O dia 08 de Março é uma data que levou mais de 60 anos para institucionalizar-se mundialmente como “Dia Internacional da Mulher”, sendo resultado de inúmeros acontecimentos nos EUA e na Europa, dentre os quais, o tão citado incêndio na fábrica têxtil Triangle. Desde o final do século XIX, as lutas feministas pelo direito ao voto, melhores condições de vida e trabalho vem escrevendo a história desta data, que tem sido gradativamente absorvida pelo comércio, tornando-se mais uma data de consumo, voltada para estereotipação da figura feminina.
Por conta desse esvaziamento de contexto da luta feminina, o dia 08 de Março deve servir para conscientização. Não foram somente as tecelãs norte-americanas, as sufragistas, as socialistas européias que sofreram por conta de uma sociedade que trata mulheres de modo tão díspare. Esta constituição social é bem mais antiga e estamos todos arraigados ao seu legado.
Nos dias atuais, continuamos a ver mulheres com dupla, tripla jornadas, recebendo salários menores do que seus pares, exercendo as mesmas funções, e tendo uma formação equivalente ou superior.

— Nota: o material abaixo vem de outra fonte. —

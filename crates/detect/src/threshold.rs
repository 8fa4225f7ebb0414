//! Anomaly-error threshold calibration.
//!
//! Two estimators run over the trained model's reconstruction errors on
//! its own training set and the smaller wins. The moment-based estimator
//! (`mean + sigma·std`) under-triggers during low-volatility calibration
//! windows; the percentile estimator over-triggers on heavy-tailed small
//! samples. Taking the minimum biases toward higher sensitivity: more
//! true anomalies caught at the cost of more false positives.

use vigil_model::{AnomalyModel, ModelError};

/// Threshold estimator configuration.
#[derive(Debug, Clone)]
pub struct ThresholdConfig {
    /// Sigma multiplier for the moment-based estimator.
    pub sigma_multiplier: f64,
    /// Percentile in (0, 1] for the percentile estimator.
    pub percentile: f64,
}

impl Default for ThresholdConfig {
    fn default() -> Self {
        Self {
            sigma_multiplier: 1.5,
            percentile: 0.95,
        }
    }
}

/// Derive a threshold from a raw error sample.
///
/// Statistical threshold = sample mean + `sigma_multiplier` · population
/// standard deviation. Percentile threshold = the sorted error at index
/// `floor(percentile · n)` — for small samples this degenerates toward
/// the maximum, which is acceptable. The final threshold is the minimum
/// of the two.
pub fn threshold_from_errors(errors: &[f64], cfg: &ThresholdConfig) -> Result<f64, ModelError> {
    if errors.is_empty() {
        return Err(ModelError::EmptyMatrix);
    }
    let n = errors.len() as f64;
    let mean = errors.iter().sum::<f64>() / n;
    let variance = errors.iter().map(|e| (e - mean).powi(2)).sum::<f64>() / n;
    let statistical = mean + cfg.sigma_multiplier * variance.sqrt();

    let mut sorted = errors.to_vec();
    sorted.sort_by(|a, b| a.partial_cmp(b).unwrap_or(std::cmp::Ordering::Equal));
    let idx = ((cfg.percentile * n).floor() as usize).min(errors.len() - 1);
    let percentile = sorted[idx];

    Ok(statistical.min(percentile))
}

/// Calibrate a trained model against its own training matrix.
///
/// Computes per-row reconstruction MSE via the model, derives the
/// threshold, stores it on the model, and returns it.
pub fn calibrate(
    model: &mut AnomalyModel,
    train_rows: &[Vec<f64>],
    cfg: &ThresholdConfig,
) -> Result<f64, ModelError> {
    let errors = model.reconstruction_errors(train_rows)?;
    let threshold = threshold_from_errors(&errors, cfg)?;
    model.set_threshold(threshold);
    tracing::info!(
        threshold,
        samples = train_rows.len(),
        "calibrated anomaly threshold"
    );
    Ok(threshold)
}

#[cfg(test)]
mod tests {
    use super::*;

    #[test]
    fn test_empty_errors_rejected() {
        let err = threshold_from_errors(&[], &ThresholdConfig::default()).unwrap_err();
        assert!(matches!(err, ModelError::EmptyMatrix));
    }

    #[test]
    fn test_single_error_degenerates_to_it() {
        // mean + 1.5·0 and the 95th percentile both collapse to the value.
        let t = threshold_from_errors(&[0.25], &ThresholdConfig::default()).unwrap();
        assert!((t - 0.25).abs() < 1e-12);
    }

    #[test]
    fn test_percentile_estimator_wins_on_bimodal_sample() {
        // Half zeros, half tens: statistical = 5 + 1.5·5 = 12.5, while the
        // 95th-percentile value is 10. The minimum keeps the sensitive one.
        let mut errors = vec![0.0; 10];
        errors.extend(vec![10.0; 10]);
        let t = threshold_from_errors(&errors, &ThresholdConfig::default()).unwrap();
        assert!((t - 10.0).abs() < 1e-12);
    }

    #[test]
    fn test_statistical_estimator_wins_on_heavy_tail() {
        // One huge outlier: the 95th percentile lands on it, but the
        // moment-based estimate stays below.
        let mut errors = vec![1.0; 19];
        errors.push(100.0);
        let t = threshold_from_errors(&errors, &ThresholdConfig::default()).unwrap();
        assert!(t < 100.0);
    }

    #[test]
    fn test_threshold_is_monotonic_in_scale() {
        let errors: Vec<f64> = (1..=50).map(|i| i as f64 * 0.01).collect();
        let cfg = ThresholdConfig::default();
        let base = threshold_from_errors(&errors, &cfg).unwrap();
        for c in [0.5, 2.0, 17.0] {
            let scaled: Vec<f64> = errors.iter().map(|e| e * c).collect();
            let t = threshold_from_errors(&scaled, &cfg).unwrap();
            assert!(
                (t - base * c).abs() < 1e-9 * c,
                "scaling by {c}: expected {}, got {t}",
                base * c
            );
        }
    }

    #[test]
    fn test_small_sample_percentile_degenerates_to_max() {
        // n=3: floor(0.95·3) = 2, the maximum.
        let errors = vec![0.1, 0.2, 0.3];
        let cfg = ThresholdConfig {
            sigma_multiplier: 1000.0, // force the percentile branch to win
            percentile: 0.95,
        };
        let t = threshold_from_errors(&errors, &cfg).unwrap();
        assert!((t - 0.3).abs() < 1e-12);
    }

    #[test]
    fn test_index_clamped_for_full_percentile() {
        // percentile = 1.0 → floor(n) would be out of bounds without the clamp.
        let errors = vec![0.1, 0.2, 0.3, 0.4];
        let cfg = ThresholdConfig {
            sigma_multiplier: 1000.0,
            percentile: 1.0,
        };
        let t = threshold_from_errors(&errors, &cfg).unwrap();
        assert!((t - 0.4).abs() < 1e-12);
    }
}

Conhecemos e sabemos de mulheres que sofrem agressões físicas e psicológicas, dentro de casa, no ambiente de trabalho e em lugares públicos. E os números são alarmantes: uma mulher é estuprada a cada 11 minutos (considerando apenas os casos relatados à polícia, que totalizam cerca de 10% da estimativa do Ipea). E vale lembrar que a maioria esmagadora dos agressores são cônjuges, namorados, parentes e pessoas próximas às vítimas.
Pesquisas recentes apontam a perda de auto-confiança e o princípio da queda de auto-estima já nos primeiros 7 anos de idade das meninas, por conta do conteúdo que lhes é incutido como papel feminino. Mulheres são criadas e instruídas há muito tempo para serem coadjuvantes de seus esposos, administradoras do lar. O conceito de responsabilidade materna é intimamente ligado à culpa por quaisquer comportamentos negativos dos filhos. A dicotomia do que é a figura feminina é uma das principais causas de doenças psiquiátricas em jovens mulheres.
Diante de um sem número de violências sofridas cotidianamente por cada mulher e por todas, enquanto classe, o discurso de ódio ou a vitimização poderiam ser tomados como resposta. Ao contrário do que a parca parcela de pessoas desinformadas ou tendenciosas dita, não é o que ocorre. O empoderamento feminino tem crescido visivelmente nas últimas décadas e hoje já embasa, inclusive, posicionamentos político-econômicos, bem como mercadológicos. Mas esta luta deve ser contínua. A retomada de fôlego deve ser constante.
Através das lutas feministas hoje nós mulheres podemos estudar, trabalhar fora de casa, temos liberdade sexual, direito ao voto. E estamos resgatando e reescrevendo a história, trazendo à luz nomes de mulheres que tiveram seus feitos nas mais diversas áreas usurpadas. Mas temos um longo caminho pela frente: constantes quebras de paradigmas que nós mesmas carregamos, lutando contra a passividade que nos foi ensinada, questionando o que de fato é biológico e o que nos foi tolhido por manutenção de poder e buscando equilíbrio em nossas relações afetivas e de trabalho, na administração do lar, na criação dos filhos.
Somos bombardeadas pela mídia, que tenta correlacionar empoderamento a consumo e sexualização excessiva; além do sectarismo que nos classifica primeiro pela genitália, depois pela raça, pela classe, pela orientação sexual, pela identidade de gênero, pelo biotipo, pela crença, pela faixa etária, e assim por diante.
Mesmo que agora pareça mais um texto oportunista, permita-se pensar de modo crítico, não importando se você é feminista ou não, se é mulher ou não. Hoje é um dia que evoca uma longa luta, que chega até o nosso presente. Pessoas que deram suas vidas para que tivéssemos o que temos hoje, enquanto sociedade e como humanidade, e pessoas que ainda são vítimas daquilo que não evoluiu. Vemos e vivenciamos situações que evocam a necessidade dessa luta pelo equilíbrio, por um modo mais civilizado e humanizado de lidar com o outro. Então, sejamos mais atentos. Todos nós. Respeito, educação, segurança, saúde, civilidade, são direitos inerentes ao nascimento. Independem de gênero. Ou de qualquer outro fator. Uma vez humanos, todos devemos exercitar o raciocínio em busca da melhoria constante. Não é porque “sempre foi assim” que deve permanecer “assim”.
No mais, que esta data sirva para empoderar todas as mulheres e para fortalecer a sororidade que une e ensina umas às outras. E que esse dia 8 de Março seja para relembrarmos as mulheres que lutaram e lutam pelos direitos femininos, nos inspirando sempre a continuar nessa jornada.